#### What is needed:
Copy out the lines of the records below, and only those lines, from the one with "let alternatives: Vec<String> = self" through the one with "use datax_runner::filter::Filter;", exactly as they appear.

Records contained in a dataset:
_ _ _ _ _ _ _

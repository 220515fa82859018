use crate::api::{
    ApiError, CatalogQuery, Page, ProgressApi, ProgressQuery, RegisterChallenge, UpdateStepStatus,
};
use crate::domain::{Challenge, ChallengeProgress};
use async_trait::async_trait;
use std::cell::RefCell;
use std::collections::VecDeque;
use uuid::Uuid;

#[derive(Debug, Default)]
struct MemoryState {
    progresses: Vec<ChallengeProgress>,
    challenges: Vec<Challenge>,
    fetch_failures: VecDeque<ApiError>,
    update_failures: VecDeque<ApiError>,
    register_failures: VecDeque<ApiError>,
    updates: Vec<UpdateStepStatus>,
    registrations: Vec<(RegisterChallenge, Uuid)>,
    progress_fetches: usize,
    catalog_fetches: usize,
}

/// In-memory backend (for tests and offline demos)
///
/// Failures are scripted per endpoint and consumed one per call.
#[derive(Debug, Default)]
pub struct InMemoryProgressApi {
    state: RefCell<MemoryState>,
}

fn page_of<T: Clone>(items: &[T], page_index: u32, page_size: u32) -> Page<T> {
    let size = page_size as usize;
    let start = (page_index as usize - 1).saturating_mul(size);
    Page {
        items: items.iter().skip(start).take(size).cloned().collect(),
        page_index: Some(page_index),
        page_size: Some(page_size),
        total_count: Some(items.len() as u64),
    }
}

impl InMemoryProgressApi {
    pub fn new(progresses: Vec<ChallengeProgress>) -> Self {
        Self::default().with_progresses(progresses)
    }

    pub fn with_progresses(self, progresses: Vec<ChallengeProgress>) -> Self {
        self.state.borrow_mut().progresses = progresses;
        self
    }

    pub fn with_challenges(self, challenges: Vec<Challenge>) -> Self {
        self.state.borrow_mut().challenges = challenges;
        self
    }

    /// Replace the server-side data (simulates changes made elsewhere)
    pub fn set_progresses(&self, progresses: Vec<ChallengeProgress>) {
        self.state.borrow_mut().progresses = progresses;
    }

    pub fn fail_next_fetch(&self, err: ApiError) {
        self.state.borrow_mut().fetch_failures.push_back(err);
    }

    pub fn fail_next_update(&self, err: ApiError) {
        self.state.borrow_mut().update_failures.push_back(err);
    }

    pub fn fail_next_registration(&self, err: ApiError) {
        self.state.borrow_mut().register_failures.push_back(err);
    }

    /// Successful update requests, in arrival order
    pub fn updates(&self) -> Vec<UpdateStepStatus> {
        self.state.borrow().updates.clone()
    }

    pub fn registrations(&self) -> Vec<(RegisterChallenge, Uuid)> {
        self.state.borrow().registrations.clone()
    }

    pub fn progress_fetches(&self) -> usize {
        self.state.borrow().progress_fetches
    }

    pub fn catalog_fetches(&self) -> usize {
        self.state.borrow().catalog_fetches
    }
}

#[async_trait(?Send)]
impl ProgressApi for InMemoryProgressApi {
    async fn fetch_progresses(
        &self,
        query: &ProgressQuery,
    ) -> Result<Page<ChallengeProgress>, ApiError> {
        let mut state = self.state.borrow_mut();
        state.progress_fetches += 1;
        if let Some(err) = state.fetch_failures.pop_front() {
            return Err(err);
        }

        let matching: Vec<ChallengeProgress> = state
            .progresses
            .iter()
            .filter(|p| query.process_status.map_or(true, |s| p.process_status == s))
            .filter(|p| {
                query
                    .challenge_type
                    .map_or(true, |t| p.challenge_type == Some(t))
            })
            .cloned()
            .collect();

        Ok(page_of(&matching, query.page_index(), query.page_size()))
    }

    async fn update_step_status(&self, request: &UpdateStepStatus) -> Result<(), ApiError> {
        let mut state = self.state.borrow_mut();
        if let Some(err) = state.update_failures.pop_front() {
            return Err(err);
        }

        let step = state
            .progresses
            .iter_mut()
            .find(|p| p.id == request.challenge_progress_id)
            .and_then(|p| p.step_mut(&request.step_id))
            .ok_or_else(|| ApiError::http(404, "step not found"))?;
        step.process_status = request.step_status;

        state.updates.push(request.clone());
        Ok(())
    }

    async fn register_challenge(
        &self,
        request: &RegisterChallenge,
        idempotency_key: Uuid,
    ) -> Result<(), ApiError> {
        let mut state = self.state.borrow_mut();
        if let Some(err) = state.register_failures.pop_front() {
            return Err(err);
        }
        if !state.challenges.iter().any(|c| c.id == request.challenge_id) {
            return Err(ApiError::http(404, "challenge not found"));
        }
        // Replays with the same key are accepted once
        if state
            .registrations
            .iter()
            .any(|(_, key)| *key == idempotency_key)
        {
            return Ok(());
        }
        state.registrations.push((request.clone(), idempotency_key));
        Ok(())
    }

    async fn fetch_challenges(&self, query: &CatalogQuery) -> Result<Page<Challenge>, ApiError> {
        let mut state = self.state.borrow_mut();
        state.catalog_fetches += 1;

        let matching: Vec<Challenge> = state
            .challenges
            .iter()
            .filter(|c| query.challenge_type.map_or(true, |t| c.challenge_type == t))
            .filter(|c| {
                query
                    .improvement_tag
                    .map_or(true, |tag| c.improvement_tag == Some(tag))
            })
            .cloned()
            .collect();

        Ok(page_of(&matching, query.page_index(), query.page_size()))
    }
}
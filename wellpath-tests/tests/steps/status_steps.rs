use cucumber::{given, then, when};
use wellpath_core::api::ApiError;
use wellpath_core::{StepKey, TimelineCommand};
use wellpath_tests::{parse_status, TimelineWorld};

fn advance_command(world: &mut TimelineWorld, progress_id: &str, step_id: &str) -> TimelineCommand {
    let snapshot = world.snapshot();
    let progress = snapshot
        .progresses
        .iter()
        .find(|p| p.id == progress_id)
        .unwrap_or_else(|| panic!("Challenge '{}' not loaded", progress_id));
    let step = progress
        .step(step_id)
        .unwrap_or_else(|| panic!("Step '{}' not loaded", step_id));

    TimelineCommand::AdvanceStep {
        progress_id: progress_id.to_string(),
        step_id: step_id.to_string(),
        day_number: step.day_number,
        start_date: progress.start_date,
    }
}

fn set_status_command(progress_id: &str, step_id: &str, status: &str) -> TimelineCommand {
    TimelineCommand::SetStepStatus {
        progress_id: progress_id.to_string(),
        step_id: step_id.to_string(),
        status: parse_status(status),
        post_mood_id: None,
    }
}

// ===== Given Steps =====

#[given(expr = "the next status update fails with HTTP {int}")]
async fn next_update_fails(world: &mut TimelineWorld, status: u16) {
    world
        .service()
        .api()
        .fail_next_update(ApiError::http(status, "server said no"));
}

#[given(expr = "an update {string} sets step {string} of {string} to {string}")]
async fn update_in_flight(
    world: &mut TimelineWorld,
    label: String,
    step_id: String,
    progress_id: String,
    status: String,
) {
    world.hold(&label, set_status_command(&progress_id, &step_id, &status));
}

// ===== When Steps =====

#[when(expr = "the user advances step {string} of {string}")]
async fn advance_step(world: &mut TimelineWorld, step_id: String, progress_id: String) {
    let command = advance_command(world, &progress_id, &step_id);
    world.dispatch(command).await;
}

#[when(expr = "the user advances step {string} of {string} {int} times")]
async fn advance_step_times(
    world: &mut TimelineWorld,
    step_id: String,
    progress_id: String,
    times: usize,
) {
    for _ in 0..times {
        let command = advance_command(world, &progress_id, &step_id);
        world.dispatch(command).await;
    }
}

#[when(expr = "the user sets step {string} of {string} to {string}")]
async fn set_step_status(
    world: &mut TimelineWorld,
    step_id: String,
    progress_id: String,
    status: String,
) {
    world
        .dispatch(set_status_command(&progress_id, &step_id, &status))
        .await;
}

#[when(expr = "update {string} completes")]
async fn update_completes(world: &mut TimelineWorld, label: String) {
    world.release(&label).await;
}

// ===== Then Steps =====

#[then(expr = "step {string} of {string} is {string}")]
async fn step_has_status(
    world: &mut TimelineWorld,
    step_id: String,
    progress_id: String,
    expected: String,
) {
    assert_eq!(
        world.step_status(&progress_id, &step_id),
        parse_status(&expected)
    );
}

#[then(expr = "step {string} of {string} is updating")]
async fn step_is_updating(world: &mut TimelineWorld, step_id: String, progress_id: String) {
    let key = StepKey::new(progress_id, step_id);
    assert!(world.snapshot().is_updating(&key), "{} is not updating", key);
}

#[then(expr = "step {string} of {string} is not updating")]
async fn step_is_not_updating(world: &mut TimelineWorld, step_id: String, progress_id: String) {
    let key = StepKey::new(progress_id, step_id);
    assert!(!world.snapshot().is_updating(&key), "{} is still updating", key);
}

#[then("the command fails")]
async fn command_fails(world: &mut TimelineWorld) {
    assert!(
        world.last_command_failed(),
        "Expected a failed command, got {:?}",
        world.last_events
    );
}
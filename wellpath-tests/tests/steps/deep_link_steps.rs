use cucumber::{given, then};
use wellpath_tests::TimelineWorld;

#[given(expr = "the page was opened with challenge {string}")]
async fn opened_with_challenge(world: &mut TimelineWorld, progress_id: String) {
    assert!(
        world.service.is_none(),
        "Deep link must be set before the timeline starts"
    );
    world.deep_link = Some(progress_id);
}

#[then(expr = "challenge {string} is expanded")]
async fn challenge_expanded(world: &mut TimelineWorld, progress_id: String) {
    assert!(world
        .snapshot()
        .expansion
        .is_challenge_expanded(&progress_id));
}

#[then(expr = "challenge {string} is collapsed")]
async fn challenge_collapsed(world: &mut TimelineWorld, progress_id: String) {
    assert!(!world
        .snapshot()
        .expansion
        .is_challenge_expanded(&progress_id));
}

#[then("no challenge is expanded")]
async fn nothing_expanded(world: &mut TimelineWorld) {
    let snapshot = world.snapshot();
    assert_eq!(snapshot.expansion.expanded_challenges().count(), 0);
    assert_eq!(snapshot.scroll_request(), None);
}

#[then(expr = "the screen scrolls to challenge {string}")]
async fn scrolls_to(world: &mut TimelineWorld, progress_id: String) {
    assert_eq!(world.snapshot().scroll_request(), Some(progress_id.as_str()));
}
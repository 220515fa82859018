use cucumber::{then, when};
use wellpath_core::TimelineCommand;
use wellpath_tests::{parse_challenge_type, parse_date, parse_process_status, TimelineWorld};

// ===== When Steps =====

#[when(expr = "the user filters by status {string}")]
async fn filter_by_status(world: &mut TimelineWorld, status: String) {
    let status = parse_process_status(&status);
    world
        .dispatch(TimelineCommand::SetProcessStatusFilter(Some(status)))
        .await;
}

#[when(expr = "the user filters by type {string}")]
async fn filter_by_type(world: &mut TimelineWorld, challenge_type: String) {
    let challenge_type = parse_challenge_type(&challenge_type);
    world
        .dispatch(TimelineCommand::SetChallengeTypeFilter(Some(challenge_type)))
        .await;
}

#[when(expr = "the user selects the date {string}")]
async fn select_date(world: &mut TimelineWorld, date: String) {
    let date = parse_date(&date);
    world.dispatch(TimelineCommand::SelectDate(Some(date))).await;
}

#[when("the user switches to the by-date view")]
async fn switch_to_by_date(world: &mut TimelineWorld) {
    world
        .dispatch(TimelineCommand::SetShowByChallenge(false))
        .await;
}

#[when("the user switches to the by-challenge view")]
async fn switch_to_by_challenge(world: &mut TimelineWorld) {
    world.dispatch(TimelineCommand::SetShowByChallenge(true)).await;
}

#[when("the user clears the filters")]
async fn clear_filters(world: &mut TimelineWorld) {
    world.dispatch(TimelineCommand::ClearFilters).await;
}

// ===== Then Steps =====

#[then("no status filter is set")]
async fn no_status_filter(world: &mut TimelineWorld) {
    assert_eq!(world.snapshot().filters.process_status(), None);
}

#[then("no filters are set")]
async fn no_filters(world: &mut TimelineWorld) {
    let snapshot = world.snapshot();
    assert!(snapshot.filters.is_empty(), "{:?}", snapshot.filters);
}

#[then("the view is by challenge")]
async fn view_is_by_challenge(world: &mut TimelineWorld) {
    assert!(world.snapshot().filters.show_by_challenge());
}

#[then(expr = "the by-date view shows only {string}")]
async fn by_date_shows_only(world: &mut TimelineWorld, date: String) {
    let snapshot = world.snapshot();
    let keys: Vec<String> = snapshot
        .by_date()
        .iter()
        .map(|group| group.key.clone())
        .collect();
    assert_eq!(keys, vec![date]);
}

#[then(expr = "the date {string} lists steps {string}")]
async fn date_lists_steps(world: &mut TimelineWorld, date: String, steps: String) {
    let snapshot = world.snapshot();
    let groups = snapshot.by_date();
    let group = groups
        .iter()
        .find(|group| group.key == date)
        .unwrap_or_else(|| panic!("No group for {}", date));

    let step_ids: Vec<&str> = group
        .entries
        .iter()
        .map(|entry| entry.step.step_id.as_str())
        .collect();
    assert_eq!(step_ids.join(", "), steps);
}
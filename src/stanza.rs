//! Stanza scanning over `.datax` files.
//!
//! A data file is a sequence of stanzas separated by blank lines. Each
//! stanza describes one test case; its first line that is neither blank nor
//! a `#` comment is the test case description.

use std::io::{self, BufRead, Write};

/// Space, tab, newline, carriage return, vertical tab and form feed.
fn is_space(byte: &u8) -> bool {
    matches!(byte, b' ' | b'\t' | b'\n' | b'\r' | b'\x0b' | b'\x0c')
}

/// True for lines made only of whitespace, terminator included.
pub fn is_blank(line: &[u8]) -> bool {
    line.iter().all(is_space)
}

fn is_comment(line: &[u8]) -> bool {
    line.starts_with(b"#")
}

/// Length of the first line of `data`, including its `\n` if present.
fn line_len(data: &[u8]) -> usize {
    data.iter()
        .position(|&b| b == b'\n')
        .map_or(data.len(), |pos| pos + 1)
}

/// Drops a trailing `\n` or `\r\n`.
pub fn strip_terminator(line: &[u8]) -> &[u8] {
    let line = line.strip_suffix(b"\n").unwrap_or(line);
    line.strip_suffix(b"\r").unwrap_or(line)
}

/// First raw line of a stanza, without its terminator.
pub fn first_line(stanza: &[u8]) -> &[u8] {
    strip_terminator(&stanza[..line_len(stanza)])
}

/// Description of a stanza: its first line that is neither blank nor a
/// comment, without the line terminator.
pub fn description(stanza: &[u8]) -> Option<&[u8]> {
    stanza
        .split_inclusive(|&b| b == b'\n')
        .find(|line| !is_blank(line) && !is_comment(line))
        .map(strip_terminator)
}

/// Iterator over the stanzas of an in-memory data file.
///
/// Each item holds the stanza's lines with their terminators; the blank
/// lines separating stanzas are not part of any item.
#[derive(Debug, Clone)]
pub struct Stanzas<'a> {
    rest: &'a [u8],
}

impl<'a> Stanzas<'a> {
    pub fn new(data: &'a [u8]) -> Self {
        Self { rest: data }
    }
}

impl<'a> Iterator for Stanzas<'a> {
    type Item = &'a [u8];

    fn next(&mut self) -> Option<&'a [u8]> {
        loop {
            if self.rest.is_empty() {
                return None;
            }
            let len = line_len(self.rest);
            if !is_blank(&self.rest[..len]) {
                break;
            }
            self.rest = &self.rest[len..];
        }

        let mut end = 0;
        while end < self.rest.len() {
            let len = line_len(&self.rest[end..]);
            if is_blank(&self.rest[end..end + len]) {
                break;
            }
            end += len;
        }

        let (stanza, rest) = self.rest.split_at(end);
        self.rest = rest;
        Some(stanza)
    }
}

#[derive(Debug, Clone, Copy, PartialEq, Eq)]
enum State {
    OutsideStanza,
    InsideMatched,
    InsideUnmatched,
}

/// Counts reported by [`copy_matching`].
#[derive(Debug, Default, Clone, Copy, PartialEq, Eq)]
pub struct CopyStats {
    pub stanzas: usize,
    pub selected: usize,
}

/// Copies the stanzas of `reader` whose first line satisfies `predicate`.
///
/// The predicate sees the raw first line of each stanza, comment or not,
/// without its terminator, and is called once per stanza. Selected stanzas
/// are written byte for byte; blank lines are never written.
pub fn copy_matching<R, W, F>(mut reader: R, mut writer: W, mut predicate: F) -> io::Result<CopyStats>
where
    R: BufRead,
    W: Write,
    F: FnMut(&[u8]) -> bool,
{
    let mut state = State::OutsideStanza;
    let mut stats = CopyStats::default();
    let mut line = Vec::new();

    loop {
        line.clear();
        if reader.read_until(b'\n', &mut line)? == 0 {
            break;
        }

        if is_blank(&line) {
            state = State::OutsideStanza;
            continue;
        }

        if state == State::OutsideStanza {
            stats.stanzas += 1;
            state = if predicate(strip_terminator(&line)) {
                stats.selected += 1;
                State::InsideMatched
            } else {
                State::InsideUnmatched
            };
        }

        if state == State::InsideMatched {
            writer.write_all(&line)?;
        }
    }

    writer.flush()?;
    Ok(stats)
}

#[cfg(test)]
mod tests {
    use super::*;
    use crate::filter::{Filter, FilterSpec};

    const TWO_CASES: &[u8] = b"Add numbers\nadd:1:2:3\n\nSubtract numbers\nsub:3:2:1\n";

    fn copy_with(data: &[u8], filter: &Filter) -> (Vec<u8>, CopyStats) {
        let mut out = Vec::new();
        let stats = copy_matching(data, &mut out, |line| filter.matches(line)).unwrap();
        (out, stats)
    }

    fn prefixes(items: &[&str]) -> Filter {
        Filter::new(&FilterSpec {
            prefixes: items.iter().map(|s| s.to_string()).collect(),
            ..FilterSpec::default()
        })
        .unwrap()
    }

    #[test]
    fn test_description_skips_comments_and_blanks() {
        assert_eq!(
            description(b"# comment\n\nName args\nmore\n"),
            Some(&b"Name args"[..])
        );
    }

    #[test]
    fn test_description_keeps_inner_whitespace() {
        assert_eq!(
            description(b"  Two  spaces \r\ndata\r\n"),
            Some(&b"  Two  spaces "[..])
        );
        assert_eq!(description(b"No newline"), Some(&b"No newline"[..]));
    }

    #[test]
    fn test_description_absent() {
        assert_eq!(description(b"# only\n\n# comments\n"), None);
        assert_eq!(description(b""), None);
    }

    #[test]
    fn test_stanzas_iterator() {
        let data = b"\n\nfirst\nline\n\n\n# c\nsecond\n   \nthird";
        let stanzas: Vec<&[u8]> = Stanzas::new(data).collect();
        assert_eq!(
            stanzas,
            vec![&b"first\nline\n"[..], &b"# c\nsecond\n"[..], &b"third"[..]]
        );
        assert_eq!(first_line(stanzas[1]), b"# c");
        assert_eq!(description(stanzas[1]), Some(&b"second"[..]));
    }

    #[test]
    fn test_blank_lines() {
        assert!(is_blank(b"\n"));
        assert!(is_blank(b"\r\n"));
        assert!(is_blank(b" \t\x0b\x0c\r\n"));
        assert!(is_blank(b""));
        assert!(!is_blank(b" x\n"));
        assert!(!is_blank(b"\xa0\n"));
    }

    #[test]
    fn test_copy_separates_on_crlf_and_whitespace_lines() {
        let data = b"Add numbers\r\nadd:1\r\n\r\nSubtract numbers\r\nsub:1\r\n\x0b\r\nAdd more\r\nadd:2\r\n";
        let (out, stats) = copy_with(data, &prefixes(&["Add"]));
        assert_eq!(out, b"Add numbers\r\nadd:1\r\nAdd more\r\nadd:2\r\n");
        assert_eq!(stats, CopyStats { stanzas: 3, selected: 2 });
    }

    #[test]
    fn test_copy_end_anchor_sees_line_without_terminator() {
        let filter = Filter::new(&FilterSpec {
            regexes: vec!["numbers$".to_string()],
            ..FilterSpec::default()
        })
        .unwrap();
        let (out, _) = copy_with(b"Add numbers\nadd:1\n\nAdd numbers twice\nadd:2\n", &filter);
        assert_eq!(out, b"Add numbers\nadd:1\n");

        let filter = Filter::new(&FilterSpec {
            excludes: vec![".*slow$".to_string()],
            ..FilterSpec::default()
        })
        .unwrap();
        let (out, _) = copy_with(b"Big case slow\r\nx\r\n\r\nSmall case\r\ny\r\n", &filter);
        assert_eq!(out, b"Small case\r\ny\r\n");
    }

    #[test]
    fn test_copy_selects_by_prefix() {
        let (out, stats) = copy_with(TWO_CASES, &prefixes(&["Add"]));
        assert_eq!(out, b"Add numbers\nadd:1:2:3\n");
        assert_eq!(stats, CopyStats { stanzas: 2, selected: 1 });
    }

    #[test]
    fn test_copy_without_filters_keeps_all_stanzas() {
        let (out, stats) = copy_with(TWO_CASES, &Filter::all());
        assert_eq!(out, b"Add numbers\nadd:1:2:3\nSubtract numbers\nsub:3:2:1\n");
        assert_eq!(stats.selected, 2);
    }

    #[test]
    fn test_copy_is_lossless_within_stanza() {
        let data = b"Case one\n# inner comment\r\ndata:\"x\"\t\xff\n\n\n\nCase two\nother\n";
        let (out, _) = copy_with(data, &prefixes(&["Case one"]));
        assert_eq!(out, b"Case one\n# inner comment\r\ndata:\"x\"\t\xff\n");
    }

    #[test]
    fn test_copy_matches_raw_first_line() {
        let data = b"# Leading comment\nName of test\ndata\n\nName of other\ndata\n";
        let (out, stats) = copy_with(data, &prefixes(&["Name"]));
        assert_eq!(out, b"Name of other\ndata\n");
        assert_eq!(stats, CopyStats { stanzas: 2, selected: 1 });

        let (out, _) = copy_with(data, &prefixes(&["# Leading"]));
        assert_eq!(out, b"# Leading comment\nName of test\ndata\n");
    }

    #[test]
    fn test_copy_all_descriptions_round_trip() {
        let data = b"Alpha\n# c\na\n\nBeta\nb\n\n\nGamma\ng\n";
        let descriptions: Vec<String> = Stanzas::new(data)
            .filter_map(description)
            .map(|d| String::from_utf8_lossy(d).into_owned())
            .collect();
        let names: Vec<&str> = descriptions.iter().map(String::as_str).collect();
        let (out, _) = copy_with(data, &prefixes(&names));
        let expected: Vec<u8> = Stanzas::new(data).flatten().copied().collect();
        assert_eq!(out, expected);
    }

    #[test]
    fn test_copy_decision_held_for_stanza() {
        let data = b"Skip me\nAdd looks like a header\n\nAdd real\nx\n";
        let (out, _) = copy_with(data, &prefixes(&["Add"]));
        assert_eq!(out, b"Add real\nx\n");
    }
}
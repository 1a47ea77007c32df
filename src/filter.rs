//! Test case selection by description.
//!
//! A [`Filter`] is compiled once from a [`FilterSpec`] and then answers
//! [`Filter::matches`] for every stanza of every data file. Matching is done
//! on raw bytes so data files in any encoding can be filtered: patterns are
//! compiled with Unicode mode off, and non-ASCII characters given on the
//! command line stand for their UTF-8 bytes.

use crate::error::Result;
use regex::bytes::{Regex, RegexBuilder};

/// Any run of bytes except a newline.
const ANY_PREFIX: &str = ".*";

/// Replaces every non-ASCII character with `\xHH` escapes of its UTF-8 bytes.
fn escape_non_ascii(pattern: &str) -> String {
    let mut escaped = String::with_capacity(pattern.len());
    for c in pattern.chars() {
        if c.is_ascii() {
            escaped.push(c);
        } else {
            let mut buf = [0; 4];
            for byte in c.encode_utf8(&mut buf).bytes() {
                escaped.push_str(&format!("\\x{:02X}", byte));
            }
        }
    }
    escaped
}

/// Include and exclude patterns as given on the command line.
#[derive(Debug, Clone, Default, PartialEq, Eq)]
pub struct FilterSpec {
    pub substrings: Vec<String>,
    pub prefixes: Vec<String>,
    pub regexes: Vec<String>,
    pub excludes: Vec<String>,
}

impl FilterSpec {
    pub fn is_empty(&self) -> bool {
        self.substrings.is_empty()
            && self.prefixes.is_empty()
            && self.regexes.is_empty()
            && self.excludes.is_empty()
    }
}

/// One alternative of a description pattern.
#[derive(Debug, Clone, PartialEq, Eq)]
pub enum Fragment {
    /// Literal text that may appear anywhere in the description.
    Substring(String),
    /// Literal text the description must start with.
    Prefix(String),
    /// User regex that may match anywhere; inserted without escaping.
    Regex(String),
    /// User regex that must match at the start; inserted without escaping.
    AnchoredRegex(String),
}

impl Fragment {
    fn render(&self) -> String {
        let rendered = match self {
            Fragment::Substring(text) => format!("{}{}", ANY_PREFIX, regex::escape(text)),
            Fragment::Prefix(text) => regex::escape(text),
            Fragment::Regex(pattern) => format!("{}(?:{})", ANY_PREFIX, pattern),
            Fragment::AnchoredRegex(pattern) => pattern.clone(),
        };
        escape_non_ascii(&rendered)
    }
}

/// Assembles an alternation of fragments into a start-anchored regex.
#[derive(Debug, Default)]
pub struct PatternBuilder {
    fragments: Vec<Fragment>,
}

impl PatternBuilder {
    pub fn new() -> Self {
        Self::default()
    }

    pub fn push(&mut self, fragment: Fragment) -> &mut Self {
        self.fragments.push(fragment);
        self
    }

    pub fn extend<I>(&mut self, fragments: I) -> &mut Self
    where
        I: IntoIterator<Item = Fragment>,
    {
        self.fragments.extend(fragments);
        self
    }

    /// Pattern source, or `None` when there are no alternatives.
    pub fn source(&self) -> Option<String> {
        if self.fragments.is_empty() {
            return None;
        }
        let alternatives: Vec<String> = self
            .fragments
            .iter()
            .map(|fragment| format!("(?:{})", fragment.render()))
            .collect();
        Some(format!("^(?:{})", alternatives.join("|")))
    }

    pub fn build(&self) -> Result<Option<Regex>> {
        match self.source() {
            Some(source) => Ok(Some(RegexBuilder::new(&source).unicode(false).build()?)),
            None => Ok(None),
        }
    }
}

/// Compiled include/exclude predicate over descriptions.
#[derive(Debug, Clone)]
pub struct Filter {
    /// `None` matches every description.
    include: Option<Regex>,
    /// `None` excludes nothing.
    exclude: Option<Regex>,
}

impl Filter {
    pub fn new(spec: &FilterSpec) -> Result<Self> {
        let mut include = PatternBuilder::new();
        include
            .extend(spec.substrings.iter().cloned().map(Fragment::Substring))
            .extend(spec.prefixes.iter().cloned().map(Fragment::Prefix))
            .extend(spec.regexes.iter().cloned().map(Fragment::Regex));

        let mut exclude = PatternBuilder::new();
        exclude.extend(spec.excludes.iter().cloned().map(Fragment::AnchoredRegex));

        Ok(Self {
            include: include.build()?,
            exclude: exclude.build()?,
        })
    }

    /// A filter that selects everything.
    pub fn all() -> Self {
        Self {
            include: None,
            exclude: None,
        }
    }

    pub fn matches(&self, description: &[u8]) -> bool {
        let included = self
            .include
            .as_ref()
            .map_or(true, |re| re.is_match(description));
        let excluded = self
            .exclude
            .as_ref()
            .map_or(false, |re| re.is_match(description));
        included && !excluded
    }
}
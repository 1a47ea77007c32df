use anyhow::Context;
use clap::Parser;
use std::io;
use std::process::ExitCode;

use datax_runner::batch;
use datax_runner::cli::Cli;
use datax_runner::filter::Filter;
use datax_runner::runner::SystemLauncher;
use datax_runner::Error;

/// Exit status after Ctrl-C, as a shell reports SIGINT.
const INTERRUPTED_STATUS: u8 = 130;

fn main() -> anyhow::Result<ExitCode> {
    // Logs go to stderr; the test suites own stdout.
    tracing_subscriber::fmt()
        .with_env_filter(
            tracing_subscriber::EnvFilter::try_from_default_env()
                .unwrap_or_else(|_| tracing_subscriber::EnvFilter::new("info")),
        )
        .with_writer(io::stderr)
        .with_target(false)
        .init();

    let cli = Cli::parse();
    let filter = Filter::new(&cli.filter_spec()).context("Invalid test case filter")?;

    if cli.list {
        let stdout = io::stdout();
        batch::list_batch(&cli.executables, &filter, &mut stdout.lock())?;
        return Ok(ExitCode::SUCCESS);
    }

    let config = cli.run_config();
    let mut launcher = SystemLauncher::with_interrupt_handler()?;
    match batch::run_batch(&cli.executables, &filter, &config, &mut launcher) {
        Ok(status) => Ok(ExitCode::from(status.clamp(0, 255) as u8)),
        Err(Error::Interrupted) => {
            tracing::warn!("interrupted, remaining test suites skipped");
            Ok(ExitCode::from(INTERRUPTED_STATUS))
        }
        Err(e) => Err(e.into()),
    }
}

_ _ _ _ _ _ _

#### Task answer:
        let alternatives: Vec<String> = self
            .fragments
            .iter()
            .map(|fragment| format!("(?:{})", fragment.render()))
            .collect();
        Some(format!("^(?:{})", alternatives.join("|")))
    }

    pub fn build(&self) -> Result<Option<Regex>> {
        match self.source() {
            Some(source) => Ok(Some(RegexBuilder::new(&source).unicode(false).build()?)),
            None => Ok(None),
        }
    }
}

/// Compiled include/exclude predicate over descriptions.
#[derive(Debug, Clone)]
pub struct Filter {
    /// `None` matches every description.
    include: Option<Regex>,
    /// `None` excludes nothing.
    exclude: Option<Regex>,
}

impl Filter {
    pub fn new(spec: &FilterSpec) -> Result<Self> {
        let mut include = PatternBuilder::new();
        include
            .extend(spec.substrings.iter().cloned().map(Fragment::Substring))
            .extend(spec.prefixes.iter().cloned().map(Fragment::Prefix))
            .extend(spec.regexes.iter().cloned().map(Fragment::Regex));

        let mut exclude = PatternBuilder::new();
        exclude.extend(spec.excludes.iter().cloned().map(Fragment::AnchoredRegex));

        Ok(Self {
            include: include.build()?,
            exclude: exclude.build()?,
        })
    }

    /// A filter that selects everything.
    pub fn all() -> Self {
        Self {
            include: None,
            exclude: None,
        }
    }

    pub fn matches(&self, description: &[u8]) -> bool {
        let included = self
            .include
            .as_ref()
            .map_or(true, |re| re.is_match(description));
        let excluded = self
            .exclude
            .as_ref()
            .map_or(false, |re| re.is_match(description));
        included && !excluded
    }
}
repository 1a47ea77007c32df
use anyhow::Context;
use clap::Parser;
use std::io;
use std::process::ExitCode;

use datax_runner::batch;
use datax_runner::cli::Cli;
use datax_runner::filter::Filter;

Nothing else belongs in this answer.